The Exhibition MASKS AND METAMORPHOSIS was held in Malta in 1992. Below are the programme notes written by Dr Vicki-Ann Cremona of the Mediterranean Institute, University of Malta. Since then, the carnival project has continued, both in Malta and in Gozo, Malta's sister island.
When plunging into the disruptive fun-world of Carnival, the merrymaker and the onlooker connive in inverting the established order, by creating a new parallel structure. Appearance and behaviour are transformed, the unacceptable becomes licit, the imaginary real.
In Gozo this process takes up diverse forms which vary widely from one place to another. Each local Carnival is thus endowed with its distinct characteristics: its particular colour and movement, its unique relationship to the society it reflects.

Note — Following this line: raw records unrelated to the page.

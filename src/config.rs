//! Application-wide constants and compile-time configuration.
//!
//! All hardware pin assignments, timing parameters, and buffer sizes
//! live here so they can be tuned in one place.

// Event queues

/// Capacity of the decoded-key queue (16-bit codes).
pub const KEY_QUEUE_CAPACITY: usize = 32;

/// Capacity of the mouse event queue.
pub const MOUSE_QUEUE_CAPACITY: usize = 32;

/// Depth of the report channel between the BLE task and the input task.
pub const REPORT_CHANNEL_DEPTH: usize = 16;

// Pointer tracking

/// Virtual screen the pointer position is clamped to.
pub const SCREEN_WIDTH: i16 = 1024;
pub const SCREEN_HEIGHT: i16 = 768;

/// Wheel position range (`0..WHEEL_RANGE`).
pub const WHEEL_RANGE: i16 = 256;

// Terminal output

/// Bytes buffered per UART write. Large enough for a full key queue
/// rendered in debug mode (`key = xxxx\n` per entry).
pub const TERMINAL_TX_BUFFER: usize = 512;

/// Heartbeat LED toggle period (ms). One full blink per second.
pub const HEARTBEAT_PERIOD_MS: u64 = 500;

// BLE

/// Scan timeout before giving up and retrying (in 10 ms units). 1000 = 10 s.
pub const BLE_SCAN_TIMEOUT: u16 = 1000;

/// Delay before rescanning after a failed scan or dropped link (ms).
pub const BLE_RETRY_DELAY_MS: u64 = 1000;

/// BLE connection interval range (in 1.25 ms units).
/// 6 = 7.5 ms (lowest latency for HID).
pub const BLE_CONN_INTERVAL_MIN: u16 = 6;
pub const BLE_CONN_INTERVAL_MAX: u16 = 12;

/// BLE slave latency (number of connection events the peripheral can skip).
pub const BLE_SLAVE_LATENCY: u16 = 0;

/// BLE supervision timeout (in 10 ms units). 400 = 4 s.
pub const BLE_SUP_TIMEOUT: u16 = 400;

/// Number of 200 ms polls to wait for the link to become encrypted.
pub const BLE_SECURITY_POLLS: u8 = 25;

/// Bonds kept in RAM (oldest evicted first).
pub const BLE_MAX_BONDS: usize = 4;

// GPIO pin assignments (nRF52840-DK defaults)
//
// These are logical names; the concrete `embassy_nrf::peripherals::*`
// pins are picked in `main.rs`.  Adjust for your custom PCB.
//
//   UART TX        → P0.06  (J-Link VCOM, 115200 8N1)
//   UART RX        → P0.08
//   LED1 heartbeat → P0.13
//   LED2 Num Lock  → P0.14
//   LED3 Caps Lock → P0.15
//   LED4 Scroll    → P0.16
//
// LEDs on the DK are active-low.
//! Logging shim for the host-testable library.
//!
//! With the `defmt` feature the macros forward to `defmt`; without it they
//! compile to nothing (arguments are still borrowed so they count as used).

#![allow(unused_macros)]

macro_rules! trace {
    ($s:literal $(, $x:expr)* $(,)?) => {
        {
            #[cfg(feature = "defmt")]
            ::defmt::trace!($s $(, $x)*);
            #[cfg(not(feature = "defmt"))]
            let _ = ($( & $x ),*);
        }
    };
}

macro_rules! debug {
    ($s:literal $(, $x:expr)* $(,)?) => {
        {
            #[cfg(feature = "defmt")]
            ::defmt::debug!($s $(, $x)*);
            #[cfg(not(feature = "defmt"))]
            let _ = ($( & $x ),*);
        }
    };
}

macro_rules! info {
    ($s:literal $(, $x:expr)* $(,)?) => {
        {
            #[cfg(feature = "defmt")]
            ::defmt::info!($s $(, $x)*);
            #[cfg(not(feature = "defmt"))]
            let _ = ($( & $x ),*);
        }
    };
}

macro_rules! warn {
    ($s:literal $(, $x:expr)* $(,)?) => {
        {
            #[cfg(feature = "defmt")]
            ::defmt::warn!($s $(, $x)*);
            #[cfg(not(feature = "defmt"))]
            let _ = ($( & $x ),*);
        }
    };
}

macro_rules! error {
    ($s:literal $(, $x:expr)* $(,)?) => {
        {
            #[cfg(feature = "defmt")]
            ::defmt::error!($s $(, $x)*);
            #[cfg(not(feature = "defmt"))]
            let _ = ($( & $x ),*);
        }
    };
}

The aim of the Gozo Carnival project is to examine the different facets of Carnival on this island. Our research over the past three years has taken us across Gozo: from the organised, colourful Carnival of Rabat, with its floats, bands, and dancing companies, to the ritualistic dances froming "Il-Kummitiva" in Xaghra, to the smaller events in Xewkija and San Lawrenz, and finally to the sombre, weird spontaneity of the Carnival in Nadur.
In the course of our fieldwork, we have been accompanied by Darrin Zammit Lupi, who has ably captured, through his photographs, the different dynamics of Carnival in Gozo. He has concentrated especially on Nadur where the distinction between the onlooker and the person in disguise is transient: in a matter of seconds, a seemingly passive onlooker may disappear, only to reappear totally transformed, his identity dissimulated by a scarf or mask, bearing a wide variety of "props" or pushing "floats" - all to the rhythm of traditional instruments, particularly the "rumbaba", vieing for dominance with other more modern forms of music.
Darrin's photos are a means of sharing the emotions we have experienced in observing this metamorphosis.